[FEEDBACK] Message Format Unquoted Literals #724

macchiati · 2024-03-13T04:19:44Z

Summary

Consider relaxing constraints on literals, after v45

Background

Right now, unquoted literals are fairly narrowly constrained by
message.abnf
; here are the relevant lines:

unquoted = name / number-literal

; number-literal matches JSON number
(https://www.rfc-editor.org/rfc/rfc8259#section-6)

number-literal = \["-"\] (%x30 / (%x31-39 \*DIGIT)) \["." 1\*DIGIT\]
\[%i"e" \["-" / "+"\] 1\*DIGIT\]

; name matches https://www.w3.org/TR/REC-xml-names/#NT-NCName

name = name-start \*name-char

name-start = ALPHA / "\_"

/ %xC0-D6 / %xD8-F6 / %xF8-2FF

/ %x370-37D / %x37F-1FFF / %x200C-200D

/ %x2070-218F / %x2C00-2FEF / %x3001-D7FF

/ %xF900-FDCF / %xFDF0-FFFC / %x10000-EFFFF

name-char = name-start / DIGIT / "-" / "."

/ %xB7 / %x300-36F / %x203F-2040

Reason for reconsidering

However, for functions outside of the standard registry, this forces
many natural literals to use quotes. Here is an example from a function
that would handle MF1’s choice format:

\[0,1) {{{\$count} is zero or fraction}}

The natural literals to use would be intervals, which use [,(,),]
characters for ranges (the choice format would require some recasting
because it depends on ordering of variants. It currently uses >.) So
that would require

\|\[0,1)\| {{{\$count} is zero or fraction}}

Many Unicode symbols are included by XML’s NT-NCName (about 6,000
currently), while many are excluded (about 2,600 currently). But these
are literals, not identifiers, which is what name is
intended for. By expanding beyond identifier usage, it allows functions
to avoid requiring quoting in many cases. It also allows us to dispense
with the special formulation for number-literal.

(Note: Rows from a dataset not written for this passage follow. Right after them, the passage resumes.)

#![forbid(unsafe_code)]

mod actor;
mod cmd;
mod output;
mod project;

use clap::{CommandFactory, Parser, Subcommand};
use leadlog_core::config;
use output::{CliError, OutputMode, render_error};
use project::Project;
use std::env;
use std::path::PathBuf;
use std::process::ExitCode;
use tracing::debug;
use tracing_subscriber::{EnvFilter, fmt, prelude::*};

#[cfg(feature = "mimalloc")]
#[global_allocator]
static GLOBAL: mimalloc::MiMalloc = mimalloc::MiMalloc;

#[derive(Parser, Debug)]
#[command(
    author,
    version,
    about = "leadlog: lead lifecycle audit and transition engine",
    long_about = None
)]
struct Cli {
    /// Enable verbose logging.
    #[arg(short, long, global = true)]
    verbose: bool,

    /// Emit JSON output instead of human-readable text.
    #[arg(long, global = true)]
    json: bool,

    /// Output format (overrides FORMAT and the user config).
    #[arg(long, global = true, value_enum)]
    format: Option<OutputMode>,

    /// Actor recorded on audit entries (else LEADLOG_ACTOR, else user config).
    #[arg(long, global = true)]
    actor: Option<String>,

    /// Lead database path (else `.leadlog/leadlog.db` found from the cwd upward).
    #[arg(long, global = true, value_name = "PATH")]
    db: Option<PathBuf>,

    #[command(subcommand)]
    command: Commands,
}

impl Cli {
    /// Derive the output mode from flags, env, and user config.
    fn output_mode(&self, project: &Project) -> OutputMode {
        if let Some(mode) = self.format {
            return mode;
        }
        if self.json {
            return OutputMode::Json;
        }
        config::resolve_config(&project.root, false)
            .map_or(OutputMode::Pretty, |cfg| OutputMode::from_resolved(&cfg.resolved_output))
    }

    fn actor_flag(&self) -> Option<&str> {
        self.actor.as_deref()
    }
}

#[derive(Subcommand, Debug)]
enum Commands {
    #[command(
        next_help_heading = "Setup",
        about = "Create the lead database and default config",
        after_help = "EXAMPLES:\n    leadlog init\n    leadlog init --force"
    )]
    Init(cmd::init::InitArgs),

    #[command(next_help_heading = "Leads", about = "Add, show, and list leads")]
    Lead(cmd::lead::LeadArgs),

    #[command(
        next_help_heading = "Workflow",
        about = "File a typed comment and run its workflow",
        long_about = "File a comment on a lead. The comment type decides the follow-on work: \
                      moving the lead, scheduling a reminder, or running the rejection workflow.",
        after_help = "EXAMPLES:\n    leadlog comment 12 \"Initial contact\" \"Intro call went well\" --remind\n\n    leadlog comment 12 \"Lead rejection\" \"No budget\" --loss-reason 1 --future maybe --recontact-on 2025-01-15"
    )]
    Comment(cmd::comment::CommentArgs),

    #[command(
        next_help_heading = "Workflow",
        about = "Mark a lead lost and record why",
        after_help = "EXAMPLES:\n    leadlog reject 12 --loss-reason 4 --notes \"Went with a competitor\""
    )]
    Reject(cmd::reject::RejectArgs),

    #[command(
        next_help_heading = "Workflow",
        about = "Move a lead to a state explicitly",
        after_help = "EXAMPLES:\n    leadlog move 12 qualified --reason \"budget confirmed\""
    )]
    Move(cmd::move_cmd::MoveArgs),

    #[command(
        next_help_heading = "Workflow",
        about = "Convert a lead to a client (closes it as won and freezes it)",
        after_help = "EXAMPLES:\n    leadlog convert 12"
    )]
    Convert(cmd::convert::ConvertArgs),

    #[command(
        next_help_heading = "Read",
        about = "Replay a lead's state history",
        after_help = "EXAMPLES:\n    leadlog history 12\n    leadlog history 12 --dwell --json"
    )]
    History(cmd::history::HistoryArgs),

    #[command(
        next_help_heading = "Read",
        about = "Show a lead's raw audit trail",
        after_help = "EXAMPLES:\n    leadlog audit 12 --newest-first --limit 10"
    )]
    Audit(cmd::audit::AuditArgs),

    #[command(next_help_heading = "Read", about = "List loss reasons")]
    Reasons,

    #[command(
        next_help_heading = "Setup",
        about = "Generate shell completion scripts",
        after_help = "EXAMPLES:\n    leadlog completions bash"
    )]
    Completions(cmd::completions::CompletionsArgs),
}

fn init_tracing(verbose: bool) {
    let filter = EnvFilter::try_from_env("LEADLOG_LOG").unwrap_or_else(|_| {
        EnvFilter::new(if verbose || env::var("DEBUG").is_ok() {
            "leadlog=debug,info"
        } else {
            "leadlog=warn,warn"
        })
    });

    let format = env::var("LEADLOG_LOG_FORMAT").unwrap_or_else(|_| "compact".to_string());

    let registry = tracing_subscriber::registry().with(filter);

    match format.as_str() {
        "json" => {
            registry
                .with(fmt::layer().json().with_ansi(false).with_writer(std::io::stderr))
                .init();
        }
        _ => {
            registry
                .with(fmt::layer().compact().with_writer(std::io::stderr))
                .init();
        }
    }
}

fn run(cli: Cli, output: OutputMode, project: &Project) -> anyhow::Result<()> {
    let actor = cli.actor_flag();
    match cli.command {
        Commands::Init(ref args) => cmd::init::run_init(args, output, project),
        Commands::Lead(ref args) => cmd::lead::run_lead(args, output, project),
        Commands::Comment(ref args) => cmd::comment::run_comment(args, actor, output, project),
        Commands::Reject(ref args) => cmd::reject::run_reject(args, actor, output, project),
        Commands::Move(ref args) => cmd::move_cmd::run_move(args, actor, output, project),
        Commands::Convert(ref args) => cmd::convert::run_convert(args, actor, output, project),
        Commands::History(ref args) => cmd::history::run_history(args, output, project),
        Commands::Audit(ref args) => cmd::audit::run_audit(args, output, project),
        Commands::Reasons => cmd::reasons::run_reasons(output, project),
        Commands::Completions(ref args) => {
            let mut command = Cli::command();
            cmd::completions::run_completions(args.shell, &mut command)
        }
    }
}

fn main() -> ExitCode {
    let cli = Cli::parse();
    init_tracing(cli.verbose);

    let cwd = match env::current_dir() {
        Ok(cwd) => cwd,
        Err(err) => {
            eprintln!("error: cannot read current directory: {err}");
            return ExitCode::FAILURE;
        }
    };
    let project = Project::locate(&cwd, cli.db.as_deref());
    let output = cli.output_mode(&project);
    debug!(root = %project.root.display(), db = %project.db_path.display(), "resolved project");

    match run(cli, output, &project) {
        Ok(()) => ExitCode::SUCCESS,
        Err(err) => {
            if render_error(output, &CliError::from_anyhow(&err)).is_err() {
                eprintln!("error: {err:#}");
            }
            ExitCode::FAILURE
        }
    }
}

The literals for number, date, etc could be specified elsewhere, but
wouldn’t have to be in the ABNF.

That would allow for various registries to have more sophisticated
literal without requiring quoting, and without privileging the
structured literals that we know about now.

Requirements

So, what restrictions on characters for a broadened definition of
unquoted literals would be required by a revised ABNF?

No ‘}’, because it would make .local $x = {literal} fail.
No ‘|’, because an initial one would conflict with quoting, and it is best to just forbid it anywhere in an unquoted literal to prevent confusion.
No ‘{’. Not strictly required, but for clarity wherever used.
None of the big blocks of ‘strange’ code points that XML forbids: controls, surrogates, private-use, noncharacters.
1. These are all immutable (Unicode Character Encoding Stability).
2. This also disallows the noncharacters that XML didn’t know about yet, before the noncharacter property was made immutable.
No whitespace, since variant uses that for separators between keys.
1. This could be done by just disallowing the “s” production characters, but that could be very confusing. {a b} looks too much like two items (the space is an A0 NO-BREAK SPACE). So it should be broadened to the Unicode Whitespace characters.
2. Unicode Whitespace is not guaranteed immutable, but has not changed for over a decade. Anyway, we would derive the code points as of now, so everything would be stable into the future.
(Any others?)

Not coincidentally, 2-3 are the characters in the reserved-escape
production.

Detailed Proposal

This would result in the following change:

OLD

unquoted = name / number-literal

; number-literal matches JSON number
(https://www.rfc-editor.org/rfc/rfc8259#section-6)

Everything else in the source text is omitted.